PBN: Teach For America established a Rhode Island presence in 2010 and since has grown from 30 to 50 teachers. Can you attribute any of this increase to young professionals entering into this kind of paid service work as a first step in their career due to a depleted job market?
TOW-YICK: While college graduates have always been drawn to Teach For America in both strong and weak economies, our growth always depends on the hiring needs of our school and district partners. We became a member of the Rhode Island community as one partner in our districts’ efforts to expand the pool of high-quality teacher candidates for open positions in our most challenged schools and to build long-term leadership capacity throughout the education system and across sectors to address the challenges of poverty.
PBN: What other impacts has TFA made in Rhode Island over the last three years?
TOW-YICK: As we grow, our impact grows and we’re excited to see the signs that our collaborative partnerships are on the right track. The number of TF alumni – those who have completed their two-year continuum of training and support – in Rhode Island has grown from 40 when we launched to 100 now living in the state. As young professionals putting down roots, they are helping the state’s economy and plugging into the thriving social and cultural activities in our cities and towns. More importantly, TFA is creating a pipeline of educational leaders that continue to work to increase opportunities for kids in the Ocean State. Many of our alumni continue to make a difference whether as teachers or educational leaders at the R.I. Department of Education, the city of Providence, or in a spectrum of nonprofit organizations.
PBN: How do TFA teachers assist in motivating students to stay in school?
TOW-YICK: Ensuring that all of our students are college and career ready requires leadership and partnership. Our teachers are trained in Teaching As Leadership (TAL), Teach For America’s framework to develop strong leadership in the classroom by preparing teachers to set a compelling and relevant vision with quantifiable goals for student learning. The goals take into account student’s interests and aspirations, the long-term traits and mindsets needed to be college and career ready, and the pathways to opportunities and academic achievement. In practice our teachers focus on making their content relevant for students by helping them make real world connections to what they’re learning.
PBN: Have you found the R.I. Department of Education and other policymakers receptive to ideas Teach for America staff have presented?

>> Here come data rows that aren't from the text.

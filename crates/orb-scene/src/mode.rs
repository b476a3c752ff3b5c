//! Scene and day/night selectors.

use serde::{Deserialize, Serialize};

/// Which scene is on screen. Exactly one is alive at a time.
#[derive(Debug, Clone, Copy, Default, PartialEq, Eq, Hash, Serialize, Deserialize)]
pub enum SceneMode {
    #[default]
    Ball,
    Earth,
}

/// Which surface map the Earth body shows.
#[derive(Debug, Clone, Copy, Default, PartialEq, Eq, Hash, Serialize, Deserialize)]
pub enum DayNightMode {
    #[default]
    Day,
    Night,
}

impl SceneMode {
    #[must_use]
    pub fn label(self) -> &'static str {
        match self {
            Self::Ball => "ball",
            Self::Earth => "earth",
        }
    }
}

impl std::str::FromStr for SceneMode {
    type Err = String;

    fn from_str(s: &str) -> Result<Self, Self::Err> {
        match s.to_ascii_lowercase().as_str() {
            "ball" => Ok(Self::Ball),
            "earth" => Ok(Self::Earth),
            other => Err(format!("unknown scene '{other}' (expected 'ball' or 'earth')")),
        }
    }
}

impl DayNightMode {
    #[must_use]
    pub fn is_night(self) -> bool {
        self == Self::Night
    }
}

/// A user request to change what is shown.
#[derive(Debug, Clone, Copy, PartialEq, Eq)]
pub enum SceneCommand {
    ShowBall,
    ShowEarth,
    SetDayNight(DayNightMode),
}

#[cfg(test)]
mod tests {
    use super::*;

    #[test]
    fn test_defaults_match_first_paint() {
        assert_eq!(SceneMode::default(), SceneMode::Ball);
        assert_eq!(DayNightMode::default(), DayNightMode::Day);
    }

    #[test]
    fn test_scene_mode_parse() {
        assert_eq!("Earth".parse::<SceneMode>(), Ok(SceneMode::Earth));
        assert_eq!("ball".parse::<SceneMode>(), Ok(SceneMode::Ball));
        assert!("moon".parse::<SceneMode>().is_err());
    }

    #[test]
    fn test_modes_serialize_as_ron_identifiers() {
        assert_eq!(ron::to_string(&SceneMode::Earth).unwrap(), "Earth");
        let night: DayNightMode = ron::from_str("Night").unwrap();
        assert!(night.is_night());
    }
}
//! GPU device initialization and surface management.

use std::sync::Arc;
use winit::window::Window;

#[derive(Debug, thiserror::Error)]
pub enum RenderContextError {
    #[error("no compatible GPU adapter found")]
    NoAdapter,

    #[error("failed to request GPU device: {0}")]
    DeviceRequest(#[from] wgpu::RequestDeviceError),

    #[error("failed to create surface: {0}")]
    SurfaceCreation(#[from] wgpu::CreateSurfaceError),

    #[error("surface reports no supported texture formats")]
    NoSurfaceFormat,
}

/// Why a frame could not be acquired.
#[derive(Debug, thiserror::Error)]
pub enum SurfaceError {
    #[error("surface lost")]
    Lost,

    #[error("out of memory")]
    OutOfMemory,

    /// Recoverable: skip the frame.
    #[error("timeout")]
    Timeout,
}

/// Owns the wgpu device, queue and window surface.
pub struct RenderContext {
    pub instance: wgpu::Instance,
    pub adapter: wgpu::Adapter,
    pub device: wgpu::Device,
    pub queue: Arc<wgpu::Queue>,
    pub surface: wgpu::Surface<'static>,
    pub surface_config: wgpu::SurfaceConfiguration,
    pub surface_format: wgpu::TextureFormat,
}

impl RenderContext {
    pub async fn new(window: Arc<Window>, vsync: bool) -> Result<Self, RenderContextError> {
        let instance = wgpu::Instance::new(&wgpu::InstanceDescriptor {
            backends: wgpu::Backends::all(),
            ..Default::default()
        });

        let size = window.inner_size();
        let surface = instance.create_surface(window)?;

        let adapter = instance
            .request_adapter(&wgpu::RequestAdapterOptions {
                power_preference: wgpu::PowerPreference::default(),
                compatible_surface: Some(&surface),
                force_fallback_adapter: false,
            })
            .await
            .map_err(|_| RenderContextError::NoAdapter)?;

        let info = adapter.get_info();
        log::info!(
            "Selected GPU: {} ({:?}, {:?})",
            info.name,
            info.backend,
            info.device_type
        );

        let (device, queue) = adapter
            .request_device(&wgpu::DeviceDescriptor {
                label: Some("orb-device"),
                required_features: wgpu::Features::empty(),
                required_limits: wgpu::Limits::default(),
                memory_hints: wgpu::MemoryHints::default(),
                experimental_features: wgpu::ExperimentalFeatures::default(),
                trace: wgpu::Trace::Off,
            })
            .await?;

        let caps = surface.get_capabilities(&adapter);
        let surface_format =
            select_preferred_srgb_format(&caps.formats).ok_or(RenderContextError::NoSurfaceFormat)?;
        let present_mode = select_present_mode(&caps.present_modes, vsync);
        log::debug!("Surface format {surface_format:?}, present mode {present_mode:?}");

        let surface_config = wgpu::SurfaceConfiguration {
            usage: wgpu::TextureUsages::RENDER_ATTACHMENT,
            format: surface_format,
            width: size.width.max(1),
            height: size.height.max(1),
            present_mode,
            alpha_mode: caps
                .alpha_modes
                .first()
                .copied()
                .unwrap_or(wgpu::CompositeAlphaMode::Auto),
            view_formats: vec![],
            desired_maximum_frame_latency: 2,
        };
        surface.configure(&device, &surface_config);

        Ok(Self {
            instance,
            adapter,
            device,
            queue: Arc::new(queue),
            surface,
            surface_config,
            surface_format,
        })
    }

    /// Reconfigure after a resize. Zero dimensions are clamped to 1.
    pub fn resize(&mut self, width: u32, height: u32) {
        self.surface_config.width = width.max(1);
        self.surface_config.height = height.max(1);
        self.surface.configure(&self.device, &self.surface_config);
    }

    #[must_use]
    pub fn size(&self) -> (u32, u32) {
        (self.surface_config.width, self.surface_config.height)
    }

    /// Acquire the next frame, reconfiguring once if the surface was lost
    /// or went stale.
    pub fn get_current_texture(&self) -> Result<wgpu::SurfaceTexture, SurfaceError> {
        match self.surface.get_current_texture() {
            Ok(texture) => Ok(texture),
            Err(wgpu::SurfaceError::Lost | wgpu::SurfaceError::Outdated) => {
                log::warn!("Surface lost or outdated, reconfiguring");
                self.surface.configure(&self.device, &self.surface_config);
                self.surface
                    .get_current_texture()
                    .map_err(|_| SurfaceError::Lost)
            }
            Err(wgpu::SurfaceError::OutOfMemory) => Err(SurfaceError::OutOfMemory),
            Err(wgpu::SurfaceError::Timeout) => Err(SurfaceError::Timeout),
            Err(wgpu::SurfaceError::Other) => {
                log::error!("Unknown surface error occurred");
                Err(SurfaceError::Lost)
            }
        }
    }
}

/// Initialize the GPU synchronously using `pollster`.
pub fn init_render_context_blocking(
    window: Arc<Window>,
    vsync: bool,
) -> Result<RenderContext, RenderContextError> {
    pollster::block_on(RenderContext::new(window, vsync))
}

/// Bgra8UnormSrgb, then Rgba8UnormSrgb, then any sRGB format, then the
/// first format offered.
fn select_preferred_srgb_format(formats: &[wgpu::TextureFormat]) -> Option<wgpu::TextureFormat> {
    [
        wgpu::TextureFormat::Bgra8UnormSrgb,
        wgpu::TextureFormat::Rgba8UnormSrgb,
    ]
    .into_iter()
    .find(|f| formats.contains(f))
    .or_else(|| formats.iter().copied().find(|f| f.is_srgb()))
    .or_else(|| formats.first().copied())
}

fn select_present_mode(modes: &[wgpu::PresentMode], vsync: bool) -> wgpu::PresentMode {
    if vsync {
        // Fifo is always supported.
        wgpu::PresentMode::Fifo
    } else if modes.contains(&wgpu::PresentMode::Mailbox) {
        wgpu::PresentMode::Mailbox
    } else if modes.contains(&wgpu::PresentMode::Immediate) {
        wgpu::PresentMode::Immediate
    } else {
        wgpu::PresentMode::Fifo
    }
}

#[cfg(test)]
mod tests {
    use super::*;
    use wgpu::TextureFormat as F;

    #[test]
    fn test_format_selection_prefers_bgra_srgb() {
        let formats = [F::Rgba8Unorm, F::Bgra8UnormSrgb, F::Rgba8UnormSrgb];
        assert_eq!(select_preferred_srgb_format(&formats), Some(F::Bgra8UnormSrgb));
    }

    #[test]
    fn test_format_selection_fallback_rgba_srgb() {
        let formats = [F::Rgba8Unorm, F::Rgba8UnormSrgb];
        assert_eq!(select_preferred_srgb_format(&formats), Some(F::Rgba8UnormSrgb));
    }

    #[test]
    fn test_format_selection_fallback_first() {
        let formats = [F::Bgra8Unorm, F::Rgba8Unorm];
        assert_eq!(select_preferred_srgb_format(&formats), Some(F::Bgra8Unorm));
    }

    #[test]
    fn test_format_selection_empty() {
        assert_eq!(select_preferred_srgb_format(&[]), None);
    }

    #[test]
    fn test_present_mode_vsync_is_fifo() {
        let modes = [wgpu::PresentMode::Mailbox, wgpu::PresentMode::Fifo];
        assert_eq!(select_present_mode(&modes, true), wgpu::PresentMode::Fifo);
    }

    #[test]
    fn test_present_mode_without_vsync() {
        let modes = [wgpu::PresentMode::Fifo, wgpu::PresentMode::Immediate];
        assert_eq!(select_present_mode(&modes, false), wgpu::PresentMode::Immediate);
        assert_eq!(
            select_present_mode(&[wgpu::PresentMode::Fifo], false),
            wgpu::PresentMode::Fifo
        );
    }
}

TOW-YICK: We’ve been humbled by the support from legislative leaders and RIDE for Teach For America, our work in the classroom, and the continued efforts of our alumni. In fact, six Teach For America alumni are currently serving either as policymakers or RIDE team members. Our work is, and must be, very collaborative with traditionally certified teachers, school systems, and government agencies to be successful. RIDE recently asked for our teachers’ input on the new educator evaluation systems being implemented in Rhode Island. Other partnerships we have developed include a collaboration with Rhode Island College to certify our teachers through an alternate route.
PBN: Do many of the Teacher For America corps members stay on to become Rhode Island teachers on their own accord?
TOW-YICK: Nationally, about two-thirds of TFA corps members continue to work in education, which includes teaching in the classroom. In Rhode Island, we’re encouraged that 83 percent of our teachers that started in 2010 in traditional and charter public schools continue working in the classroom, many actively participate in their teacher unions, have taken on leadership roles in their schools, and support communication and educational organizations after their initial two-year commitments. We anticipate that these retention rates – as they do across professions – will fluctuate from year to year, given that many young professionals today are mobile and constantly seeking opportunities to focus and develop their strengths and passions. As Rhode Island’s education landscape and economy continue to draw newcomers to stay and draw natives like me back home, our impact in the classroom and beyond will continue to grow.